The Irkut corporation was established on the basis of the Irkutsk Aviation Industrial Association and a number of research and design firms. It main produces Su-30MK fighters and Be-200 amphibious planes. Irkut president Alexei Fyodorov and nine managers of the company control about 57% of the shares, while about 14% belong to the Sukhoi holding company. The portfolio investors have a 25% stake.

Rossiiskaya Gazeta

Average Age Of Russians - 37

Today, the average age of a Russian is 37. Compared to the previous census, the country has become younger. In fall 2002, the average age was 37.7 years, Rossiiskaya Gazeta writes. However, demographers believe that this phenomenon is a short-term one.

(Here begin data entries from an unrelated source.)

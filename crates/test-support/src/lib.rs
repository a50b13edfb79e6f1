//! crates/test-support/src/lib.rs
//!
//! Shared helpers for logwire tests: scratch directories that log files are
//! pointed into, configuration builders and an in-memory writer.

use std::fs;
use std::io::{self, Write};
use std::path::{Path, PathBuf};
use std::sync::{Arc, Mutex, PoisonError};

use logging_config::ConfigStore;
use logging_config::keys::{
    DEFAULT_FILE_SINK_NAME, FILE_FULL_NAME_KEY, LOGGER_SINKS_KEY, ROOT_LOGGER_NAME, expand,
};
use tempfile::TempDir;

/// Extension appended to every rotating log file.
pub const LOG_EXTENSION: &str = "log";

/// A temporary directory that receives the log files of a test.
///
/// The directory and everything in it is removed on drop.
pub struct ScratchDir {
    dir: TempDir,
}

impl ScratchDir {
    /// Creates a fresh scratch directory.
    pub fn new() -> Self {
        Self {
            dir: TempDir::new().expect("create scratch dir"),
        }
    }

    /// Root of the scratch directory.
    pub fn path(&self) -> &Path {
        self.dir.path()
    }

    /// Extension-less base path for a sink named `name`.
    pub fn base(&self, name: &str) -> PathBuf {
        self.dir.path().join(name)
    }

    /// `base(name)` as the string a `*_full_name` key expects.
    pub fn base_str(&self, name: &str) -> String {
        self.base(name).display().to_string()
    }

    /// Active log file for the sink based at `name`.
    pub fn active_log(&self, name: &str) -> PathBuf {
        self.dir.path().join(format!("{name}.{LOG_EXTENSION}"))
    }

    /// History file `index` for the sink based at `name`.
    pub fn history_log(&self, name: &str, index: usize) -> PathBuf {
        self.dir
            .path()
            .join(format!("{name}.{LOG_EXTENSION}.{index}"))
    }

    /// Reads a file below the scratch directory, empty when it does not exist.
    pub fn read(&self, path: impl AsRef<Path>) -> String {
        fs::read_to_string(path).unwrap_or_default()
    }

    /// Lines of the active log of `name`.
    pub fn active_lines(&self, name: &str) -> Vec<String> {
        self.read(self.active_log(name))
            .lines()
            .map(str::to_owned)
            .collect()
    }

    /// Writes a configuration file into the scratch directory.
    pub fn write_config(&self, file_name: &str, body: &str) -> PathBuf {
        let path = self.dir.path().join(file_name);
        fs::write(&path, body).expect("write config file");
        path
    }

    /// Builds a store whose default file sink lives in this directory.
    ///
    /// The root logger only writes to the `file` sink unless `entries`
    /// overrides `root_logger_sinks`, keeping test output off the console.
    pub fn store<I, K, V>(&self, entries: I) -> ConfigStore
    where
        I: IntoIterator<Item = (K, V)>,
        K: Into<String>,
        V: Into<String>,
    {
        let mut store = ConfigStore::defaults();
        store.update([
            (
                expand(FILE_FULL_NAME_KEY, DEFAULT_FILE_SINK_NAME),
                self.base_str("defaultLog"),
            ),
            (
                expand(LOGGER_SINKS_KEY, ROOT_LOGGER_NAME),
                DEFAULT_FILE_SINK_NAME.to_owned(),
            ),
        ]);
        store.update(entries);
        store
    }
}

impl Default for ScratchDir {
    fn default() -> Self {
        Self::new()
    }
}

/// Cloneable in-memory writer; every clone appends to the same buffer.
#[derive(Clone, Default)]
pub struct SharedBuffer {
    inner: Arc<Mutex<Vec<u8>>>,
}

impl SharedBuffer {
    /// Creates an empty buffer.
    pub fn new() -> Self {
        Self::default()
    }

    /// Everything written so far, lossily decoded.
    pub fn contents(&self) -> String {
        let bytes = self.inner.lock().unwrap_or_else(PoisonError::into_inner);
        String::from_utf8_lossy(&bytes).into_owned()
    }
}

impl Write for SharedBuffer {
    fn write(&mut self, buf: &[u8]) -> io::Result<usize> {
        self.inner
            .lock()
            .unwrap_or_else(PoisonError::into_inner)
            .extend_from_slice(buf);
        Ok(buf.len())
    }

    fn flush(&mut self) -> io::Result<()> {
        Ok(())
    }
}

When commenting on Russia's social and economic situation in January-August 2004, Irina Zbarskaya, the head of the census and demographics department at the Russian Statistics Committee, said the death rate in the country had declined a little since the end of last year. However, life expectancy remains low compared to economically developed countries: 58 for men and 72 for women. These figures will grow significantly only after 2008-2010, Zbarskaya believes.

According to international standards, old people are those aged above 65. In Russia, this means 13% of the population, compared with 17% in Spain and Sweden. The nation's aging may be slowed down by two factors: a surge in birth rates and an influx of immigrants of a childbearing age. Neither has happened so far. Immigration is decreasing, and today immigrants compensate natural population loss by just over 2%. This year, however, 47 regions have registered an increase in birth rates. Yet demographers believe that this will not carry on for long. This increase is most likely due to so-called postponed births, when parents delay starting a family for some considerations, most often, economic ones.